Por fin, el 6 de abril de 2003, en una asamblea celebrada en Sant Boi de Llobregat —la misma ciudad de la periferia de Barcelona donde su madre había permanecido encerrada en un sanatorio psiquiátrico durante treinta y cinco años—, Marco fue elegido presidente de la Amical. Sustituía a Joan Escuer, un antiguo deportado en el campo de Dachau que llevaba diez años como presidente efectivo de la entidad. Escuer tenía casi noventa años y una salud muy delicada, y Torán recuerda que una tarde, poco antes de la asamblea de Sant Boi, los convocó a Marco y a ella en su casa para pedirles que velasen por la continuidad de la Amical y para animar a Marco a sustituirle en la presidencia, porque tenía plena confianza en él y consideraba que reunía las condiciones ideales para modernizar la asociación. La escena es verosímil; también es muy probable que, si ahora mismo se preguntase en secreto a los miembros de la Amical por la época de la presidencia de Marco, la mayoría de ellos contestase que fue la mejor de la entidad. Esto no se debió solo a Marco, por supuesto: su presidencia coincidió con la explosión de la llamada memoria histórica en España, con un momento de enorme interés por el pasado reciente y por el recuerdo y vindicación de sus víctimas; igualmente coincidió con un cambio en profundidad de la junta de la Amical, que se abrió de par en par a los dirigentes más jóvenes, entre ellos Rosa Torán, quien pasó a ocupar una de las vicepresidencias.
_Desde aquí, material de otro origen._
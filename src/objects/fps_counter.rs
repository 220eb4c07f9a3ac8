//! An on-screen frame rate readout.

use crate::display::SceneContext;
use crate::objects::{ObjectCommon, RenderObject};
use crate::vector::Vector2;
use crate::{style, UpdateInfo};

// weight of the newest sample in the moving average
const SMOOTHING: f64 = 0.1;

/// Renders a smoothed frames-per-second readout.
///
/// Each frame's `dt` feeds an exponential moving average, so the number is
/// steady enough to read while still following load changes.
pub struct FpsCounter {
    common: ObjectCommon,
    average_fps: f64,
}

impl FpsCounter {
    pub fn new(position: Vector2) -> Self {
        let mut common = ObjectCommon::default();
        common.position = position;
        // on top of whatever the scene draws
        common.z_index = 100;
        Self {
            common,
            average_fps: 0.0,
        }
    }

    pub fn average_fps(&self) -> f64 {
        self.average_fps
    }
}

impl RenderObject for FpsCounter {
    fn common(&self) -> &ObjectCommon {
        &self.common
    }

    fn common_mut(&mut self) -> &mut ObjectCommon {
        &mut self.common
    }

    fn update(&mut self, info: &UpdateInfo, _ctx: &mut SceneContext) {
        if info.dt <= 0.0 {
            return;
        }
        let sample = 1.0 / info.dt;
        if self.average_fps == 0.0 {
            self.average_fps = sample;
        } else {
            self.average_fps = self.average_fps * (1.0 - SMOOTHING) + sample * SMOOTHING;
        }
    }

    fn render(&mut self, _ctx: &SceneContext) {
        let line = format!(
            "{}FPS: {:>5.1}{}",
            style::fg::GRAYSCALE_250,
            self.average_fps,
            style::RESET
        );
        self.common.size = Vector2::new(10, 1);
        self.common.content = vec![line];
    }
}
No obstante, sería mezquino, además de falso, negar que Marco contribuyó de manera decisiva a la nueva etapa de la asociación.
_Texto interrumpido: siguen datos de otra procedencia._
use std::time::Duration;

use hyper_util::rt::TokioIo;
use tokio::net::UnixStream;
use tonic::codegen::InterceptedService;
use tonic::transport::{Channel, Endpoint, Uri};
use tower::service_fn;

use crate::config::Config;
use crate::cri::image_service_client::ImageServiceClient;
use crate::cri::runtime_service_client::RuntimeServiceClient;
use crate::cri::VersionRequest;
use crate::errors::{BoxError, CliError, CliResult};
use crate::grpc::context::{RequestContext, TraceContextInterceptor};
use crate::grpc::endpoint::EndpointAddr;

pub type TracedChannel = InterceptedService<Channel, TraceContextInterceptor>;
pub type RuntimeClient = RuntimeServiceClient<TracedChannel>;
pub type ImageClient = ImageServiceClient<TracedChannel>;

const CRI_API_VERSION: &str = "v1";

/// Opens an HTTP/2 channel to `endpoint`, bounded by `connect_timeout`.
pub async fn dial(endpoint: &EndpointAddr, connect_timeout: Duration) -> CliResult<Channel> {
    let unreachable = |source: BoxError| CliError::EndpointUnreachable {
        endpoint: endpoint.to_string(),
        source,
    };

    let connecting = async {
        match endpoint {
            EndpointAddr::Unix(path) => {
                let path = path.clone();
                tune(Endpoint::from_static("http://[::]:50051"), connect_timeout)
                    .connect_with_connector(service_fn(move |_: Uri| {
                        let path = path.clone();
                        async move {
                            Ok::<_, std::io::Error>(TokioIo::new(UnixStream::connect(path).await?))
                        }
                    }))
                    .await
                    .map_err(|err| unreachable(Box::new(err)))
            }
            EndpointAddr::Tcp(addr) => {
                let builder = Endpoint::from_shared(format!("http://{addr}"))
                    .map_err(|err| unreachable(Box::new(err)))?;
                tune(builder, connect_timeout)
                    .connect()
                    .await
                    .map_err(|err| unreachable(Box::new(err)))
            }
        }
    };

    match tokio::time::timeout(connect_timeout, connecting).await {
        Ok(result) => result,
        Err(elapsed) => Err(unreachable(Box::new(elapsed))),
    }
}

fn tune(endpoint: Endpoint, connect_timeout: Duration) -> Endpoint {
    endpoint
        .connect_timeout(connect_timeout)
        .tcp_keepalive(Some(Duration::from_secs(60)))
        .http2_keep_alive_interval(Duration::from_secs(30))
        .keep_alive_while_idle(true)
}

/// Runtime and image service clients over one or two channels.
#[derive(Debug, Clone)]
pub struct CriConnection {
    endpoint: EndpointAddr,
    runtime: RuntimeClient,
    image: ImageClient,
}

impl CriConnection {
    /// Dials the configured endpoint, or probes the default list with a
    /// `Version` call and keeps the first runtime that answers. The image
    /// service shares the runtime channel unless a distinct endpoint is set.
    pub async fn connect(config: &Config, ctx: &RequestContext) -> CliResult<Self> {
        let dial_timeout = config.timeout;
        let (endpoint, runtime_channel) = if config.endpoint_configured {
            let endpoint = config
                .runtime_endpoints
                .first()
                .cloned()
                .ok_or_else(|| CliError::InvalidArgument("runtime endpoint is not set".into()))?;
            let channel = dial(&endpoint, dial_timeout).await?;
            (endpoint, channel)
        } else {
            probe_defaults(&config.runtime_endpoints, dial_timeout, ctx).await?
        };

        let image_channel = match &config.image_endpoint {
            Some(image_endpoint) if *image_endpoint != endpoint => {
                dial(image_endpoint, dial_timeout).await?
            }
            _ => runtime_channel.clone(),
        };

        tracing::debug!(%endpoint, "connected to runtime");
        Ok(Self::from_channels(endpoint, runtime_channel, image_channel))
    }

    pub fn from_channels(endpoint: EndpointAddr, runtime: Channel, image: Channel) -> Self {
        Self {
            endpoint,
            runtime: RuntimeServiceClient::with_interceptor(runtime, TraceContextInterceptor),
            image: ImageServiceClient::with_interceptor(image, TraceContextInterceptor),
        }
    }

    pub fn endpoint(&self) -> &EndpointAddr {
        &self.endpoint
    }

    pub fn runtime(&self) -> RuntimeClient {
        self.runtime.clone()
    }

    pub fn image(&self) -> ImageClient {
        self.image.clone()
    }
}

async fn probe_defaults(
    candidates: &[EndpointAddr],
    dial_timeout: Duration,
    ctx: &RequestContext,
) -> CliResult<(EndpointAddr, Channel)> {
    tracing::warn!(
        "runtime endpoint is not set, trying defaults: {}",
        candidates
            .iter()
            .map(ToString::to_string)
            .collect::<Vec<_>>()
            .join(", ")
    );

    let mut last_error: BoxError = "no default endpoints".into();
    for endpoint in candidates {
        let channel = match dial(endpoint, dial_timeout).await {
            Ok(channel) => channel,
            Err(err) => {
                tracing::debug!(%endpoint, "default endpoint not reachable: {err}");
                last_error = Box::new(err);
                continue;
            }
        };

        let mut client =
            RuntimeServiceClient::with_interceptor(channel.clone(), TraceContextInterceptor);
        let request = ctx.request(VersionRequest {
            version: CRI_API_VERSION.to_string(),
        });
        match client.version(request).await {
            Ok(_) => return Ok((endpoint.clone(), channel)),
            Err(status) => {
                tracing::debug!(%endpoint, "version probe failed: {}", status.message());
                last_error = Box::new(status);
            }
        }
    }

    Err(CliError::EndpointUnreachable {
        endpoint: candidates
            .iter()
            .map(ToString::to_string)
            .collect::<Vec<_>>()
            .join(", "),
        source: last_error,
    })
}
Nueva y boyante: bajo la presidencia de Marco la Amical alcanzó su apogeo. Igual que en la CNT o en FAPAC, Marco fue en la Amical un dirigente desorganizado que ocultaba su caos mental y su incapacidad organizativa tras el revuelo que levantaban su activismo frenético, su palabrería sin freno y sus incontables horas de trabajo, pero durante su mandato la entidad terminó su tránsito desde una asociación que no hacía mucho más que congregar y asesorar a los deportados españoles y a sus familias hasta una asociación que, además, servía como centro de documentación y difusión de su memoria y su historia: en aquellos años la Amical extendió sus contactos a otras asociaciones similares, empezó a poner orden en su archivo, amplió y catalogó su biblioteca y su hemeroteca, contrató nuevo personal, organizó viajes y conferencias, obtuvo cuantiosas subvenciones de la administración pública, firmó importantes convenios con ella y pudo abandonar el ático de la calle Aragón y mudarse a un local más amplio en los bajos de un edificio de la calle Sils, en el casco antiguo de Barcelona. Estos y otros cambios supusieron que en poco tiempo la Amical dejó de ser una entidad casi desconocida para ser poco menos que ubicua y estelar, como mínimo en Cataluña.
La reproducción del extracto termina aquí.